La Bretonne n’est pas la seule favorite à avoir connu la défaite ce samedi à Talence. L’enfant chéri de l’US Talence, donné gagnant chez tous les bookmakers, a contrôlé la finale du 800 m jusqu’à soixante mètres de l’arrivée, avant de voir ses forces l’abandonner subitement. Yanis Meziane (Athlé 91) ne s’est pas privé pour saisir l’offrande, coupant la ligne en tête et en 1’45’’24, Corentin Le Clezio (EA Cergy Pontoise) et Jordan Terrasse (Clermont Auvergne Athlétisme) l’accompagnant sur le podium. « Hier, j’ai été disqualifié pendant deux heures (à la suite d'une bousculade un peu après le rabattage dans sa série, ndlr). J’ai dû attendre jusqu’à 23h30 au stade et, au final, le jury d’appel a fait en sorte de me remettre dans la course. La nuit a été un peu mouvementée, mais j’ai su me remobiliser », se remémorait le nouveau champion de France, tout heureux de prendre sa revanche sur la finale des France 2024, où il avait terminé au pied du podium, restant à quai dans la course aux Jeux de Paris 2024.

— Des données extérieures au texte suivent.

//! Message dispatcher - Routes each message to exactly one capability

use std::sync::Arc;

use serde_json::json;

use super::parser::MessageParser;
use crate::application::capabilities::{Capability, CapabilityContext, CapabilityRegistry};
use crate::application::errors::ChatError;
use crate::application::formatter::format_for_storage;
use crate::application::services::ChatService;
use crate::domain::entities::{ChatSession, ConversationState, Message, Response, Sender};

pub const NO_CAPABILITY_REPLY: &str = "I'm not sure how to help with that. Could you try rephrasing your question?";
pub const FAILURE_REPLY: &str = "Something went wrong. Please try again.";

/// Reply to one message, with the session it was recorded in
#[derive(Debug, Clone)]
pub struct DispatchOutcome {
    pub session_id: String,
    pub response: Response,
}

pub struct Dispatcher {
    capabilities: Vec<Arc<dyn Capability>>,
    chat: Arc<ChatService>,
    parser: MessageParser,
}

impl Dispatcher {
    /// Snapshot the registry in evaluation order
    pub fn new(registry: &CapabilityRegistry, chat: Arc<ChatService>) -> Self {
        Self {
            capabilities: registry.ordered(),
            chat,
            parser: MessageParser::default(),
        }
    }

    pub fn with_parser(mut self, parser: MessageParser) -> Self {
        self.parser = parser;
        self
    }

    pub fn capability_names(&self) -> Vec<&str> {
        self.capabilities.iter().map(|c| c.name()).collect()
    }

    pub fn chat(&self) -> &Arc<ChatService> {
        &self.chat
    }

    /// Handle one chat message end to end.
    ///
    /// Only invalid input is returned as an error; capability failures become
    /// error responses and persistence failures are logged.
    pub async fn process(
        &self,
        content: &str,
        session_id: Option<&str>,
        user_id: Option<i64>,
    ) -> Result<DispatchOutcome, ChatError> {
        let message = self.parser.parse(content, user_id)?;

        let mut session = match self.chat.get_or_create_session(session_id, user_id).await {
            Ok(session) => session,
            Err(e) => {
                tracing::error!("Could not load session: {}", e);
                ChatSession::new(uuid::Uuid::new_v4().to_string(), user_id)
            }
        };
        let state = match self.chat.load_state(&session.id).await {
            Ok(state) => state,
            Err(e) => {
                tracing::error!("Could not load conversation state: {}", e);
                ConversationState::new(session.id.clone())
            }
        };
        let message = message.with_session(session.id.clone());

        let initial_state = state.clone();
        let mut ctx = CapabilityContext::new(session.clone(), state);
        let response = self.dispatch(&message, &mut ctx).await;

        self.persist(&mut session, &message, &response).await;
        if ctx.state != initial_state {
            if let Err(e) = self.chat.save_state(&ctx.state).await {
                tracing::error!("Could not save conversation state: {}", e);
            }
        }

        Ok(DispatchOutcome {
            session_id: session.id,
            response,
        })
    }

    async fn dispatch(&self, message: &Message, ctx: &mut CapabilityContext) -> Response {
        let view: &CapabilityContext = ctx;
        let Some(capability) = self.capabilities.iter().find(|c| c.can_handle(message, view)) else {
            tracing::warn!("No capability found for: {}", message.content);
            return Response::error(NO_CAPABILITY_REPLY, "No capability found");
        };

        tracing::info!(capability = capability.name(), session = ?message.session_id, "Processing message");
        match capability.process(message, ctx).await {
            Ok(response) => response,
            Err(e) => {
                tracing::error!("Capability {} failed: {}", capability.name(), e);
                Response::error(FAILURE_REPLY, e.to_string())
            }
        }
    }

    async fn persist(&self, session: &mut ChatSession, message: &Message, response: &Response) {
        if let Err(e) = self
            .chat
            .record_message(session, Sender::User, &message.content, "text", json!({}))
            .await
        {
            tracing::error!("Could not save user message: {}", e);
        }

        if let Err(e) = self
            .chat
            .record_message(
                session,
                Sender::Bot,
                &response.content,
                response.message_type.as_str(),
                format_for_storage(response),
            )
            .await
        {
            tracing::error!("Could not save bot response: {}", e);
        }
    }
}

#[cfg(test)]
mod tests {
    use super::*;
    use crate::application::services::SessionSettings;
    use crate::domain::entities::MessageType;
    use crate::infrastructure::database::Database;
    use async_trait::async_trait;

    struct Failing;

    #[async_trait]
    impl Capability for Failing {
        fn name(&self) -> &str {
            "Failing"
        }

        fn description(&self) -> &str {
            "always fails"
        }

        fn can_handle(&self, message: &Message, _ctx: &CapabilityContext) -> bool {
            message.content.contains("fail")
        }

        async fn process(&self, _message: &Message, _ctx: &mut CapabilityContext) -> Result<Response, ChatError> {
            Err(ChatError::Internal("boom".to_string()))
        }
    }

    fn dispatcher() -> Dispatcher {
        let chat = Arc::new(ChatService::new(Arc::new(Database::in_memory().unwrap()), SessionSettings::default()));
        let mut registry = CapabilityRegistry::new();
        registry.register(Arc::new(Failing));
        Dispatcher::new(&registry, chat)
    }

    #[tokio::test]
    async fn test_capability_error_becomes_error_response() {
        let dispatcher = dispatcher();
        let outcome = dispatcher.process("please fail", None, None).await.unwrap();
        assert_eq!(outcome.response.message_type, MessageType::Error);
        assert_eq!(outcome.response.content, FAILURE_REPLY);
        assert_eq!(outcome.response.error_message.as_deref(), Some("Internal error: boom"));

        let history = dispatcher.chat().history(&outcome.session_id).await.unwrap();
        assert_eq!(history.len(), 2);
        assert_eq!(history[1].metadata["error_type"], "processing_error");
    }

    #[tokio::test]
    async fn test_no_capability() {
        let outcome = dispatcher().process("hello", None, None).await.unwrap();
        assert_eq!(outcome.response.content, NO_CAPABILITY_REPLY);
        assert_eq!(outcome.response.error_message.as_deref(), Some("No capability found"));
    }

    #[tokio::test]
    async fn test_empty_input_is_rejected() {
        assert!(matches!(dispatcher().process("  ", None, None).await, Err(ChatError::InvalidInput(_))));
    }
}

Avec trois tours à leur programme, les hurdlers font durer le plaisir à Talence. Pour le plus grand plaisir du public de Talence, puisque le 110 m haies est une des courses les plus attendues du rendez-vous national. Les séries ont donné un aperçu du grand spectacle attendu ce dimanche, avec le meilleur temps du jour pour Just Kwaou-Mathey. En 13’’10, le hurdler de l’Evreux AC a signé un chrono de classe mondiale, à un centième de son record personnel établi il y a deux ans, reléguant à plusieurs dixièmes Théo Pedre (SCUF), 2e en 13’’31, et Pascal Martinot-Lagarde (13’’57), qui sera bien au rendez-vous des demies pour son ultime championnat de France. « Je suis content, j’ai posé un truc bien dès les séries, appréciait, d’un ton apaisé, l’élève de Giscard Samba. Maintenant, il faudra répondre présent demain. Je veux vraiment gagner. En France, il y a des hurdlers de haut niveau, donc si je gagne, il y aura un chrono au bout. »

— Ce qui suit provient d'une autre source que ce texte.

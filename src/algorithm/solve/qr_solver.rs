//! # Solving through QR
//!
//! With `A = Q R`, `A^-1 = R^-1 Q^T`. Column `i` of the inverse is `R^-1` applied to row `i` of
//! `Q`, so no transpose needs to be formed.
use log::debug;

use crate::algorithm::decomposition::Decomposition;
use crate::algorithm::decomposition::qr::QR;
use crate::algorithm::solve::TriangularSolve;
use crate::algorithm::solve::backward_substitution::BackwardSubstitution;
use crate::data::linear_algebra::matrix::Matrix;
use crate::data::linear_algebra::vector::Vector;
use crate::error::{LinearAlgebraError, Result};

/// Invert a square matrix.
///
/// # Arguments
///
/// * `matrix`: Square matrix to invert.
///
/// # Return value
///
/// The inverse, `DimensionMismatch` if the matrix is not square or `SingularMatrix` with the first
/// column that depends on the columns before it.
pub fn invert(matrix: &Matrix) -> Result<Matrix> {
    let n = matrix.nr_rows();
    if matrix.nr_columns() != n {
        return Err(LinearAlgebraError::DimensionMismatch { expected: matrix.nr_columns(), found: n });
    }

    let (q, r) = QR::decompose(matrix)?.into_parts();
    let tolerance = matrix.tolerance();
    if let Some(index) = (0..n).find(|&i| tolerance.is_zero(r.get(i, i))) {
        debug!("Can't invert, column {index} depends on the columns before it");
        return Err(LinearAlgebraError::SingularMatrix { index });
    }

    let mut inverse = Matrix::new(n, n).with_tolerance(tolerance);
    for i in 0..n {
        let column = BackwardSubstitution::solve(&r, &q.row(i))?;
        for &(j, value) in column.iter() {
            inverse.put(j, i, value);
        }
    }

    Ok(inverse)
}

/// Solve `A x = b`, in the least squares sense if `A` has more rows than columns.
///
/// # Return value
///
/// `DimensionMismatch` if the length of `b` differs from the number of rows of `A`.
pub fn solve(matrix: &Matrix, b: &Vector) -> Result<Vector> {
    QR::decompose(matrix)?.solve(b)
}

Il faudra en effet peut-être se rapprocher des 13’’, voire descendre sous la barrière mythique, pour venir à bout de Sasha Zhoya. Le triple champion de France en titre, capable d’élever son niveau jour J, n’est cependant pas encore à 100 % après une préparation perturbée par des douleurs au tendon d’Achille. Il l’a lui-même avoué à l’issue d’une série bouclée en 13’’35 malgré plusieurs fautes sur les obstacles, deux centièmes devant son camarade d’entraînement Erwann Cinna (Athlé 91) auteur d’un nouveau record personnel et quatre devant Romain Lecoeur (Stade Sottevillais). Avec également Aurel Manga (US Créteil) en 13’’26 (+1.6) et Wilhem Belocian (Lille Métropole Athlétisme) en 13’’31, tous les favoris seront dans les starting-blocks en demies. Avec en ligne de mire les Mondiaux de Tokyo, qu’ils ne seront que trois à rallier dans un peu plus d’un mois.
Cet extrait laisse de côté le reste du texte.